On release, Aliens: Colonial Marines was well-derided for catastrophically failing to live up to the pre-release hype, with ugly, dated graphics that looked nothing like preview videos. Moreover, the game was buggy and had ridiculous alien AI that would charge you like a dog learning how to walk on its hind legs, then suddenly duck behind a crate to hide. A modder later discovered that the reason for the alien AI’s psychosis was a single typo in the .ini file that totally unmoored the aliens from any goals they might have had. An incredibly simple fix that moved the game one notch up from unplayable to simply bad.
If something is deliberately made to be shovelware, is it still shovelware?

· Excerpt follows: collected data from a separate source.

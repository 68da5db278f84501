use std::env;
use std::fmt;
use std::net::{IpAddr, SocketAddr};
use std::path::PathBuf;

/// Deployment stage the service runs in.
#[derive(Debug, Clone, Copy, PartialEq, Eq)]
pub enum AppEnvironment {
    Development,
    Test,
    Production,
}

impl AppEnvironment {
    fn parse(value: &str) -> Self {
        match value.trim().to_ascii_lowercase().as_str() {
            "prod" | "production" => Self::Production,
            "test" | "ci" => Self::Test,
            _ => Self::Development,
        }
    }
}

#[derive(Debug, Clone)]
pub struct AppConfig {
    pub environment: AppEnvironment,
    pub server: ServerConfig,
    pub telemetry: TelemetryConfig,
    pub review: ReviewConfig,
}

impl AppConfig {
    /// Reads `.env` when present, then the `APP_*` variables.
    pub fn load() -> Result<Self, ConfigError> {
        dotenvy::dotenv().ok();

        let environment = AppEnvironment::parse(
            &env::var("APP_ENV").unwrap_or_else(|_| "development".to_string()),
        );

        let host = env::var("APP_HOST").unwrap_or_else(|_| "127.0.0.1".to_string());
        let port = env::var("APP_PORT")
            .unwrap_or_else(|_| "3000".to_string())
            .parse::<u16>()
            .map_err(|_| ConfigError::InvalidPort)?;

        let log_level = env::var("APP_LOG_LEVEL").unwrap_or_else(|_| "info".to_string());

        let seed_path = non_empty_var("APP_SEED_PATH").map(PathBuf::from);
        let case_base_url = match non_empty_var("APP_CASE_BASE_URL") {
            Some(url) if url.starts_with("http://") || url.starts_with("https://") => Some(url),
            Some(url) => return Err(ConfigError::InvalidCaseBaseUrl { value: url }),
            None => None,
        };

        Ok(Self {
            environment,
            server: ServerConfig { host, port },
            telemetry: TelemetryConfig { log_level },
            review: ReviewConfig {
                seed_path,
                case_base_url,
            },
        })
    }
}

fn non_empty_var(key: &str) -> Option<String> {
    env::var(key)
        .ok()
        .map(|value| value.trim().to_string())
        .filter(|value| !value.is_empty())
}

#[derive(Debug, Clone)]
pub struct ServerConfig {
    pub host: String,
    pub port: u16,
}

impl ServerConfig {
    pub fn socket_addr(&self) -> Result<SocketAddr, ConfigError> {
        if self.host.eq_ignore_ascii_case("localhost") {
            return Ok(SocketAddr::new(IpAddr::from([127, 0, 0, 1]), self.port));
        }

        let ip: IpAddr = self
            .host
            .parse()
            .map_err(|source| ConfigError::InvalidHost { source })?;

        Ok(SocketAddr::new(ip, self.port))
    }
}

#[derive(Debug, Clone)]
pub struct TelemetryConfig {
    pub log_level: String,
}

/// Catalog seed and link settings for the review workflows.
#[derive(Debug, Clone, Default)]
pub struct ReviewConfig {
    /// JSON catalog loaded into the in-memory store at startup.
    pub seed_path: Option<PathBuf>,
    /// Caseworker frontend base used to build product links in suggestion CSVs.
    pub case_base_url: Option<String>,
}

#[derive(Debug)]
pub enum ConfigError {
    InvalidPort,
    InvalidHost { source: std::net::AddrParseError },
    InvalidCaseBaseUrl { value: String },
}

impl fmt::Display for ConfigError {
    fn fmt(&self, f: &mut fmt::Formatter<'_>) -> fmt::Result {
        match self {
            ConfigError::InvalidPort => write!(f, "APP_PORT must be a valid u16"),
            ConfigError::InvalidHost { .. } => {
                write!(f, "APP_HOST must parse to an IPv4 or IPv6 address")
            }
            ConfigError::InvalidCaseBaseUrl { value } => write!(
                f,
                "APP_CASE_BASE_URL must start with http:// or https:// (got '{}')",
                value
            ),
        }
    }
}

impl std::error::Error for ConfigError {
    fn source(&self) -> Option<&(dyn std::error::Error + 'static)> {
        match self {
            ConfigError::InvalidHost { source } => Some(source),
            ConfigError::InvalidPort | ConfigError::InvalidCaseBaseUrl { .. } => None,
        }
    }
}
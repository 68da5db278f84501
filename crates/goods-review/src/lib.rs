//! Goods classification review for export licence cases.
//!
//! Caseworkers assess each product line of an application against the control list,
//! and the outcome is folded back into the shared catalog good. Legacy free-text
//! report summaries can be mapped onto the structured prefix/subject taxonomy in bulk.

pub mod config;
pub mod error;
pub mod telemetry;
pub mod workflows;
use std::collections::{BTreeMap, BTreeSet};
use std::sync::{Mutex, MutexGuard};

use serde::{Deserialize, Serialize};

use super::audit::{AuditEntry, AuditId, AuditRecord};
use super::domain::{
    CaseId, CaseStatus, CaseSummary, ControlListEntry, Good, GoodId, LineItem, LineItemId,
    RegimeEntry, RegimeEntryId, ReviewerId, SystemFlag,
};
use super::repository::{
    CaseDirectory, CatalogStore, CatalogTransaction, GoodFlagging, RepositoryError,
    ReviewPermissions,
};
use crate::workflows::report_summary::{
    PrefixId, ReportSummary, ReportSummaryPrefix, ReportSummaryRegistry, ReportSummarySubject,
    ReportSummaryTable, SubjectId,
};

/// Case row as it appears in a seed file.
#[derive(Debug, Clone, PartialEq, Eq, Serialize, Deserialize)]
pub struct SeedCase {
    pub id: CaseId,
    pub status: CaseStatus,
}

/// JSON document used to populate an [`InMemoryCatalog`].
#[derive(Debug, Clone, Default, Serialize, Deserialize)]
pub struct CatalogSeed {
    #[serde(default)]
    pub prefixes: Vec<ReportSummaryPrefix>,
    #[serde(default)]
    pub subjects: Vec<ReportSummarySubject>,
    #[serde(default)]
    pub control_list_entries: Vec<ControlListEntry>,
    #[serde(default)]
    pub regime_entries: Vec<RegimeEntry>,
    #[serde(default)]
    pub goods: Vec<Good>,
    #[serde(default)]
    pub cases: Vec<SeedCase>,
    /// Line items in application order.
    #[serde(default)]
    pub line_items: Vec<LineItem>,
    #[serde(default)]
    pub report_summaries: ReportSummaryTable,
    #[serde(default)]
    pub reviewers: Vec<ReviewerId>,
}

#[derive(Debug, Clone, Default)]
struct CatalogState {
    prefixes: BTreeMap<PrefixId, ReportSummaryPrefix>,
    subjects: BTreeMap<SubjectId, ReportSummarySubject>,
    control_list_entries: BTreeMap<String, ControlListEntry>,
    regime_entries: BTreeMap<RegimeEntryId, RegimeEntry>,
    goods: BTreeMap<GoodId, Good>,
    cases: BTreeMap<CaseId, CaseStatus>,
    line_items: Vec<LineItem>,
    report_summaries: ReportSummaryTable,
    audits: Vec<AuditRecord>,
    reviewers: BTreeSet<ReviewerId>,
}

impl CatalogState {
    fn line_item(&self, id: &LineItemId) -> Option<&LineItem> {
        self.line_items.iter().find(|item| &item.id == id)
    }

    fn case_summary(&self, id: &CaseId) -> Option<CaseSummary> {
        self.cases.get(id).map(|status| CaseSummary {
            id: id.clone(),
            status: *status,
            line_items: self
                .line_items
                .iter()
                .filter(|item| &item.case_id == id)
                .map(|item| item.id.clone())
                .collect(),
        })
    }

    fn good_mut(&mut self, id: &GoodId) -> Result<&mut Good, RepositoryError> {
        self.goods.get_mut(id).ok_or_else(|| RepositoryError::NotFound {
            entity: "good",
            id: id.to_string(),
        })
    }
}

impl From<CatalogSeed> for CatalogState {
    fn from(seed: CatalogSeed) -> Self {
        Self {
            prefixes: seed
                .prefixes
                .into_iter()
                .map(|prefix| (prefix.id, prefix))
                .collect(),
            subjects: seed
                .subjects
                .into_iter()
                .map(|subject| (subject.id, subject))
                .collect(),
            control_list_entries: seed
                .control_list_entries
                .into_iter()
                .map(|entry| (entry.rating.clone(), entry))
                .collect(),
            regime_entries: seed
                .regime_entries
                .into_iter()
                .map(|entry| (entry.id.clone(), entry))
                .collect(),
            goods: seed
                .goods
                .into_iter()
                .map(|good| (good.id.clone(), good))
                .collect(),
            cases: seed
                .cases
                .into_iter()
                .map(|case| (case.id, case.status))
                .collect(),
            line_items: seed.line_items,
            report_summaries: seed.report_summaries,
            audits: Vec::new(),
            reviewers: seed.reviewers.into_iter().collect(),
        }
    }
}

/// Mutex-backed catalog used by the service binary and tests.
///
/// Also answers case lookups and review permissions from the same seed.
#[derive(Debug, Default)]
pub struct InMemoryCatalog {
    state: Mutex<CatalogState>,
}

impl InMemoryCatalog {
    pub fn from_seed(seed: CatalogSeed) -> Self {
        Self {
            state: Mutex::new(CatalogState::from(seed)),
        }
    }

    fn lock(&self) -> Result<MutexGuard<'_, CatalogState>, RepositoryError> {
        self.state
            .lock()
            .map_err(|_| RepositoryError::Unavailable("catalog lock poisoned".to_string()))
    }

    pub fn set_case_status(&self, id: &CaseId, status: CaseStatus) -> Result<(), RepositoryError> {
        let mut state = self.lock()?;
        match state.cases.get_mut(id) {
            Some(current) => {
                *current = status;
                Ok(())
            }
            None => Err(RepositoryError::NotFound {
                entity: "case",
                id: id.to_string(),
            }),
        }
    }

    pub fn report_summaries(&self) -> Result<Vec<ReportSummary>, RepositoryError> {
        Ok(self.lock()?.report_summaries.iter().cloned().collect())
    }

    pub fn audits(&self) -> Result<Vec<AuditRecord>, RepositoryError> {
        Ok(self.lock()?.audits.clone())
    }
}

impl CatalogStore for InMemoryCatalog {
    type Transaction<'a> = MemoryTransaction<'a>;

    fn begin(&self) -> Result<Self::Transaction<'_>, RepositoryError> {
        let guard = self.lock()?;
        let working = guard.clone();
        Ok(MemoryTransaction { guard, working })
    }

    fn prefixes(&self) -> Result<Vec<ReportSummaryPrefix>, RepositoryError> {
        Ok(self.lock()?.prefixes.values().cloned().collect())
    }

    fn subjects(&self) -> Result<Vec<ReportSummarySubject>, RepositoryError> {
        Ok(self.lock()?.subjects.values().cloned().collect())
    }

    fn good(&self, id: &GoodId) -> Result<Option<Good>, RepositoryError> {
        Ok(self.lock()?.goods.get(id).cloned())
    }

    fn line_item(&self, id: &LineItemId) -> Result<Option<LineItem>, RepositoryError> {
        Ok(self.lock()?.line_item(id).cloned())
    }

    fn line_items(&self) -> Result<Vec<LineItem>, RepositoryError> {
        Ok(self.lock()?.line_items.clone())
    }

    fn audit_trail(&self, target: &LineItemId) -> Result<Vec<AuditRecord>, RepositoryError> {
        Ok(self
            .lock()?
            .audits
            .iter()
            .filter(|record| &record.target == target)
            .cloned()
            .collect())
    }
}

impl CaseDirectory for InMemoryCatalog {
    fn case(&self, id: &CaseId) -> Result<Option<CaseSummary>, RepositoryError> {
        Ok(self.lock()?.case_summary(id))
    }
}

impl ReviewPermissions for InMemoryCatalog {
    fn can_review_goods(&self, reviewer: &ReviewerId) -> Result<bool, RepositoryError> {
        Ok(self.lock()?.reviewers.contains(reviewer))
    }
}

/// Holds the catalog lock and a staged copy of its state until commit.
pub struct MemoryTransaction<'a> {
    guard: MutexGuard<'a, CatalogState>,
    working: CatalogState,
}

impl ReportSummaryRegistry for MemoryTransaction<'_> {
    fn link_report_summary(
        &mut self,
        prefix: Option<&ReportSummaryPrefix>,
        subject: &ReportSummarySubject,
    ) -> Result<ReportSummary, RepositoryError> {
        let (summary, _) = self.working.report_summaries.get_or_link(prefix, subject);
        Ok(summary)
    }
}

impl GoodFlagging for MemoryTransaction<'_> {
    fn add_flag(&mut self, good_id: &GoodId, flag: SystemFlag) -> Result<(), RepositoryError> {
        self.working.good_mut(good_id)?.flags.insert(flag);
        Ok(())
    }

    fn remove_flag(&mut self, good_id: &GoodId, flag: SystemFlag) -> Result<(), RepositoryError> {
        self.working.good_mut(good_id)?.flags.remove(&flag);
        Ok(())
    }
}

impl CatalogTransaction for MemoryTransaction<'_> {
    fn case(&self, id: &CaseId) -> Result<Option<CaseSummary>, RepositoryError> {
        Ok(self.working.case_summary(id))
    }

    fn prefix(&self, id: PrefixId) -> Result<Option<ReportSummaryPrefix>, RepositoryError> {
        Ok(self.working.prefixes.get(&id).cloned())
    }

    fn subject(&self, id: SubjectId) -> Result<Option<ReportSummarySubject>, RepositoryError> {
        Ok(self.working.subjects.get(&id).cloned())
    }

    fn regime_entry(&self, id: &RegimeEntryId) -> Result<Option<RegimeEntry>, RepositoryError> {
        Ok(self.working.regime_entries.get(id).cloned())
    }

    fn control_list_entry_exists(&self, rating: &str) -> Result<bool, RepositoryError> {
        Ok(self.working.control_list_entries.contains_key(rating))
    }

    fn line_item(&self, id: &LineItemId) -> Result<Option<LineItem>, RepositoryError> {
        Ok(self.working.line_item(id).cloned())
    }

    fn good(&self, id: &GoodId) -> Result<Option<Good>, RepositoryError> {
        Ok(self.working.goods.get(id).cloned())
    }

    fn save_line_item(&mut self, item: LineItem) -> Result<(), RepositoryError> {
        match self
            .working
            .line_items
            .iter_mut()
            .find(|existing| existing.id == item.id)
        {
            Some(existing) => *existing = item,
            None => self.working.line_items.push(item),
        }
        Ok(())
    }

    fn save_good(&mut self, good: Good) -> Result<(), RepositoryError> {
        self.working.goods.insert(good.id.clone(), good);
        Ok(())
    }

    fn append_audit(&mut self, entry: AuditEntry) -> Result<AuditRecord, RepositoryError> {
        let id = AuditId(self.working.audits.len() as u64 + 1);
        let record = AuditRecord::from_entry(id, entry);
        self.working.audits.push(record.clone());
        Ok(record)
    }

    fn commit(self) -> Result<(), RepositoryError> {
        let MemoryTransaction { mut guard, working } = self;
        *guard = working;
        Ok(())
    }
}
use regex::Regex;
use std::collections::HashMap;
use std::sync::LazyLock;

static DECORATION: LazyLock<Regex> = LazyLock::new(|| {
    Regex::new(r"\s\(\d+\)$|\s\(x\)$").expect("decoration pattern compiles")
});

/// Drops a trailing `" (12)"` or `" (x)"` decoration and lower-cases the rest.
pub fn normalize_summary(value: &str) -> String {
    DECORATION.replace(value, "").to_lowercase()
}

/// Exact-string corrections applied before normalization.
///
/// A raw summary that matches a key is replaced by the corrected value verbatim;
/// everything else goes through [`normalize_summary`].
#[derive(Debug, Clone, Default)]
pub struct SummaryRemap {
    corrections: HashMap<String, String>,
}

impl SummaryRemap {
    pub fn new() -> Self {
        Self::default()
    }

    pub fn insert(&mut self, original: impl Into<String>, corrected: impl Into<String>) {
        self.corrections.insert(original.into(), corrected.into());
    }

    pub fn len(&self) -> usize {
        self.corrections.len()
    }

    pub fn is_empty(&self) -> bool {
        self.corrections.is_empty()
    }

    pub fn normalize(&self, raw: &str) -> String {
        match self.corrections.get(raw) {
            Some(corrected) => corrected.clone(),
            None => normalize_summary(raw),
        }
    }
}

impl<K, V> FromIterator<(K, V)> for SummaryRemap
where
    K: Into<String>,
    V: Into<String>,
{
    fn from_iter<I: IntoIterator<Item = (K, V)>>(iter: I) -> Self {
        let mut remap = Self::new();
        for (original, corrected) in iter {
            remap.insert(original, corrected);
        }
        remap
    }
}
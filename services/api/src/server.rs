use crate::cli::ServeArgs;
use crate::infra::{load_catalog, AppState};
use crate::routes::with_assessment_routes;
use axum::Extension;
use axum_prometheus::PrometheusMetricLayer;
use goods_review::config::AppConfig;
use goods_review::error::AppError;
use goods_review::telemetry;
use goods_review::workflows::assessment::AssessmentService;
use std::sync::atomic::Ordering;
use std::sync::Arc;
use tracing::info;

pub(crate) async fn run(mut args: ServeArgs) -> Result<(), AppError> {
    let mut config = AppConfig::load()?;

    if let Some(host) = args.host.take() {
        config.server.host = host;
    }
    if let Some(port) = args.port.take() {
        config.server.port = port;
    }
    if let Some(seed) = args.seed.take() {
        config.review.seed_path = Some(seed);
    }

    telemetry::init(&config.telemetry)?;

    let (prometheus_layer, prometheus_handle) = PrometheusMetricLayer::pair();
    let readiness_flag = Arc::new(std::sync::atomic::AtomicBool::new(false));
    let app_state = AppState {
        readiness: readiness_flag.clone(),
        metrics: Arc::new(prometheus_handle),
    };

    // One catalog answers catalog, case, and permission lookups.
    let catalog = Arc::new(load_catalog(config.review.seed_path.as_deref())?);
    let assessment_service = Arc::new(AssessmentService::new(
        catalog.clone(),
        catalog.clone(),
        catalog,
    ));

    let app = with_assessment_routes(assessment_service)
        .layer(Extension(app_state))
        .layer(prometheus_layer);

    let addr = config.server.socket_addr()?;
    let listener = tokio::net::TcpListener::bind(addr).await?;
    readiness_flag.store(true, Ordering::Release);

    info!(?config.environment, %addr, "goods review service ready");

    axum::serve(listener, app).await?;
    Ok(())
}
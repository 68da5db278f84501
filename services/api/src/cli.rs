use crate::server;
use crate::suggest::{run_suggest, SuggestArgs};
use clap::{Args, Parser, Subcommand};
use goods_review::error::AppError;
use std::path::PathBuf;

#[derive(Parser, Debug)]
#[command(
    name = "goods-review",
    about = "Serve the goods review API or map legacy report summaries onto the taxonomy",
    version
)]
struct Cli {
    #[command(subcommand)]
    command: Option<Command>,
}

#[derive(Subcommand, Debug)]
enum Command {
    /// Start the HTTP service (default command)
    Serve(ServeArgs),
    /// Suggest report summary prefixes and subjects for legacy free text
    SuggestSummaries(SuggestArgs),
}

#[derive(Args, Debug, Default)]
pub(crate) struct ServeArgs {
    /// Override the configured host for the HTTP server
    #[arg(long)]
    pub(crate) host: Option<String>,
    /// Override the configured port for the HTTP server
    #[arg(long)]
    pub(crate) port: Option<u16>,
    /// Override the configured catalog seed
    #[arg(long)]
    pub(crate) seed: Option<PathBuf>,
}

pub(crate) async fn run() -> Result<(), AppError> {
    let cli = Cli::parse();
    let command = cli
        .command
        .unwrap_or_else(|| Command::Serve(ServeArgs::default()));

    match command {
        Command::Serve(args) => server::run(args).await,
        Command::SuggestSummaries(args) => run_suggest(args),
    }
}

How about if we read Bible verses at you?
How about if we interrupt the game for real videos of people criticizing the game?
How about if we made an equally monstrous sequel?
This is the game that was made to answer all of these questions. It’s a so-called space shooter that looks like the fever dream of a Commodore 64. If you don’t have enough money for drugs, just wait for Uriel’s Chasm to go on sale for fifty cents.